Their rocking-chairs rocked farther and farther apart, making intercommunication an effort. But there was no one on the gallery or about, and at a certain age mystery is presumed absurd, at least by Mademoiselle Aurore, as Madame Lareveillère acutely felt.

"And he lives on Royal Street?"

"Near St. Louis."

"Will you go there when—after the ceremony?"

"Yes, we will live in Royal Street."

"I beg your pardon! I am indiscreet."

"Not at all; it is no secret."

"I suppose your arrangements have been made some time."

"I assure you only since to-day."

"And when—the wedding? I implore you, do not answer unless you wish!"

"In November."

"November! So soon! But that is true, why waste time?"

"We only thought of that poor child Marie Modeste. You see, her home will be with us, naturally. There is so much to do, so many affairs to regulate, Madame Joubert taking the Institute—" Madame strove to make it ordinary, commonplace, quite a business arrangement; but whatever she said sounded apologetic to humiliation, and her eyes felt the obscurity of tears when they saw a thin smile on Mademoiselle Aurore's lips.
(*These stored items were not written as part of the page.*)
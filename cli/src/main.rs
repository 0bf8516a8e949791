mod terminal;
mod transport;

#[cfg(test)]
#[path = "main_test.rs"]
mod main_test;

use std::cell::RefCell;
use std::time::Duration;

use clap::{Args, Parser, Subcommand};
use leads::application::Field;
use leads::catalog::{self, VEHICLES};
use leads::config::ENDPOINT_URL_ENV;
use leads::{
    ApplicationDialog, ConfigError, DialogError, EndpointConfig, FieldUpdate, FinancingType, LoanTerm, Seed, SubmissionWorkflow,
    SubmitOutcome, TransportError, Vehicle, submit_dialog,
};
use tracing_subscriber::EnvFilter;

use crate::terminal::{TerminalNotifier, TokioScheduler};
use crate::transport::ReqwestTransport;

#[derive(Debug, thiserror::Error)]
enum CliError {
    #[error(transparent)]
    Config(#[from] ConfigError),
    #[error("http client setup failed: {0}")]
    Http(#[from] reqwest::Error),
    #[error("required fields are empty: {0}")]
    Incomplete(String),
    #[error("application rejected: {0}")]
    Rejected(String),
    #[error(transparent)]
    Transport(#[from] TransportError),
    #[error("a submission is already in progress")]
    Busy,
    #[error(transparent)]
    Dialog(#[from] DialogError),
}

#[derive(Parser, Debug)]
#[command(name = "autolead-cli", about = "Submit car purchase applications to a lead endpoint")]
struct Cli {
    #[arg(long, env = ENDPOINT_URL_ENV)]
    endpoint_url: Option<String>,

    #[arg(long, env = "AUTOLEAD_TIMEOUT_SECS", default_value_t = 30)]
    timeout_secs: u64,

    #[command(subcommand)]
    command: Command,
}

#[derive(Subcommand, Debug)]
enum Command {
    /// List catalog vehicles accepted by `submit --vehicle`.
    Vehicles,
    /// Post one application and print the endpoint's answer.
    Submit(SubmitArgs),
}

#[derive(Args, Debug)]
struct SubmitArgs {
    #[arg(long)]
    name: String,

    #[arg(long)]
    phone: String,

    #[arg(long)]
    email: String,

    #[arg(long, help = "Catalog vehicle name, fills in car and price", value_parser = parse_vehicle)]
    vehicle: Option<&'static Vehicle>,

    #[arg(long, required_unless_present = "vehicle", conflicts_with = "vehicle")]
    car: Option<String>,

    #[arg(long, help = "Car price in roubles", required_unless_present = "vehicle", conflicts_with = "vehicle")]
    price: Option<u64>,

    #[arg(long, default_value = "credit", value_parser = FinancingType::parse)]
    financing: FinancingType,

    #[arg(long, default_value_t = 0)]
    initial_payment: u64,

    #[arg(long, help = "Loan term in months: 12, 24, 36, 48, 60 or 84", default_value = "60", value_parser = parse_term)]
    term: LoanTerm,

    #[arg(long, default_value = "")]
    city: String,

    #[arg(long, default_value = "")]
    comment: String,
}

impl SubmitArgs {
    fn seed(&self) -> Seed {
        match self.vehicle {
            Some(vehicle) => Seed::from(vehicle),
            None => Seed::new(self.car.clone().unwrap_or_default(), self.price.unwrap_or_default()),
        }
    }

    fn updates(&self) -> Vec<FieldUpdate> {
        vec![
            FieldUpdate::Name(self.name.clone()),
            FieldUpdate::Phone(self.phone.clone()),
            FieldUpdate::Email(self.email.clone()),
            FieldUpdate::FinancingType(self.financing),
            FieldUpdate::InitialPayment(self.initial_payment),
            FieldUpdate::LoanTerm(self.term),
            FieldUpdate::City(self.city.clone()),
            FieldUpdate::Comment(self.comment.clone()),
        ]
    }

    /// An open dialog holding the application described by the arguments.
    fn dialog(&self) -> ApplicationDialog {
        let mut dialog = ApplicationDialog::default();
        dialog.open(Some(self.seed()));
        for update in self.updates() {
            dialog.update(update);
        }
        dialog
    }
}

fn parse_vehicle(raw: &str) -> Result<&'static Vehicle, String> {
    catalog::find(raw).ok_or_else(|| {
        let names = VEHICLES.iter().map(|v| v.name).collect::<Vec<_>>().join(", ");
        format!("unknown vehicle `{raw}`; expected one of: {names}")
    })
}

fn parse_term(raw: &str) -> Result<LoanTerm, String> {
    let months = raw.trim().parse::<i64>().map_err(|e| format!("invalid term `{raw}`: {e}"))?;
    LoanTerm::new(months).map_err(|e| e.to_string())
}

fn resolve_endpoint(raw: Option<&str>) -> Result<EndpointConfig, ConfigError> {
    let raw = raw.ok_or(ConfigError::MissingEndpoint { var: ENDPOINT_URL_ENV })?;
    EndpointConfig::parse(raw)
}

fn missing_fields(fields: &[Field]) -> String {
    fields.iter().map(|f| f.key()).collect::<Vec<_>>().join(", ")
}

#[tokio::main]
async fn main() -> Result<(), CliError> {
    tracing_subscriber::fmt()
        .with_env_filter(EnvFilter::try_from_default_env().unwrap_or_else(|_| EnvFilter::new("warn")))
        .with_writer(std::io::stderr)
        .init();

    let cli = Cli::parse();

    match cli.command {
        Command::Vehicles => {
            print_vehicles();
            Ok(())
        }
        Command::Submit(args) => run_submit(cli.endpoint_url.as_deref(), cli.timeout_secs, &args).await,
    }
}

fn print_vehicles() {
    for vehicle in &VEHICLES {
        println!("{:<20} {:>14}  {}", vehicle.name, vehicle.price_label(), vehicle.specs);
    }
}

async fn run_submit(endpoint_url: Option<&str>, timeout_secs: u64, args: &SubmitArgs) -> Result<(), CliError> {
    let endpoint = resolve_endpoint(endpoint_url)?;
    let dialog = args.dialog();
    let missing = dialog.form().missing_required();
    if !missing.is_empty() {
        return Err(CliError::Incomplete(missing_fields(&missing)));
    }

    let transport = ReqwestTransport::new(Duration::from_secs(timeout_secs))?;
    let notifier = TerminalNotifier;
    let scheduler = TokioScheduler::new(notifier);
    let dialog = RefCell::new(dialog);

    tracing::info!(endpoint = %endpoint.endpoint_url, car = %dialog.borrow().form().car_name, "submitting application");
    let outcome = {
        let workflow = SubmissionWorkflow::new(&endpoint, transport, notifier, &scheduler);
        submit_dialog(&dialog, &workflow).await
    };
    scheduler.drain().await;

    match outcome {
        SubmitOutcome::Accepted { application_id, .. } => {
            tracing::info!(application_id = application_id.as_deref().unwrap_or("-"), "application accepted");
            Ok(())
        }
        SubmitOutcome::Rejected { error } => Err(CliError::Rejected(error.unwrap_or_else(|| "no reason given".to_owned()))),
        SubmitOutcome::Failed(e) => Err(CliError::Transport(e)),
        SubmitOutcome::Busy => Err(CliError::Busy),
        SubmitOutcome::Refused(DialogError::Incomplete(missing)) => Err(CliError::Incomplete(missing_fields(&missing))),
        SubmitOutcome::Refused(e) => Err(CliError::Dialog(e)),
    }
}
"It is hard for me to understand,—one like me, who never has been married at all; "the maiden lady raised her hands, the fingers extended as if from the touch of something unpleasant. "But I should think the presence of a young girl, enfin!—But you are never embarrassed, you! Only during the first few days of the—what is called (there is no other name for it, it is so ridiculous!) the honeymoon, she might be a little surprised, shocked even, not having seen anything of the conjugal state. I must confess for myself, there is a crudity—"

"No wonder,—no wonder," thought Madame, "she never got married." In truth, her thoughts were very busy about her friend all the time, and may be credited with a gallant assault against an attachment which had so far proved impregnable to time.

"It is not that, Aurore, but," forcing herself resolutely to speak, "if you would let me leave her with you for a few days. If you would take care of her until we are arranged in the city. Monsieur Goupilleau advises it, and I—I know nothing better to propose. It is a favor I ask for her, for myself. I shall never forget it; indeed, it will lay me under the greatest obligations. Poor young girl! You understand it will be painful for her to go back to the school again."

"Eugénie! How can you doubt it? How can you ask?" When it came to a question of hospitality or friendship, Mademoiselle Aurore yielded to no one. "I was going to propose it myself! Did you think I would ever allow, ever consent to any other arrangement? The idea! It is the only thing natural, the only thing proper! I shall keep her here, and take her myself to the city when you are ready for her. As if I could not love a young girl as well as you or Marcélite! Poor child, that is one of our war-claims! As for Marcélite, I can't tell you what I think of her conduct. It is heroic; it is sublime! Oh, she will never want a friend as long as I live, or Félix either! And Ninie," calling her by her old, school, pet name, abruptly changing the subject, leaving her chair, too, to get nearer her friend, "there is something you must not deny me,—indeed I have a right to insist upon it; I am sure you will not wound me by a refusal. I thought of it instantly; I have planned it all out; I have even announced it to Félix and Stasie." The thin little woman had gone back, back, in her life, far away from the present; where was she going to stop, in the sweet loveliness of her caressing manner and words? She was so delicate, so genuine!

"Chérie, you must remain here too, you must be married from Bel Angely,—from the home of your oldest, best friends, with your old sister Aurore to wait on you, to love you to the last—"

"Aurore! my angel! my treasure! Titite,"—that was her little name. "It was my secret wish, my supreme desire! Ah, what a heart! What a friend!"

It was worth so much difference, so many differences,—the reconciliation; the crossing over from such a separation in their natures to meet again as they had started in life, heart open to heart, tongue garrulous to tongue, all revealed, understood, nothing concealed,—absolutely nothing. For there was a generous rivalry in loyal self-surrender and confession until Stasie again blew the horn for supper; and the feeble echoes returning quickly to the gallery, like aged birds after a short flight, put an end to the interview.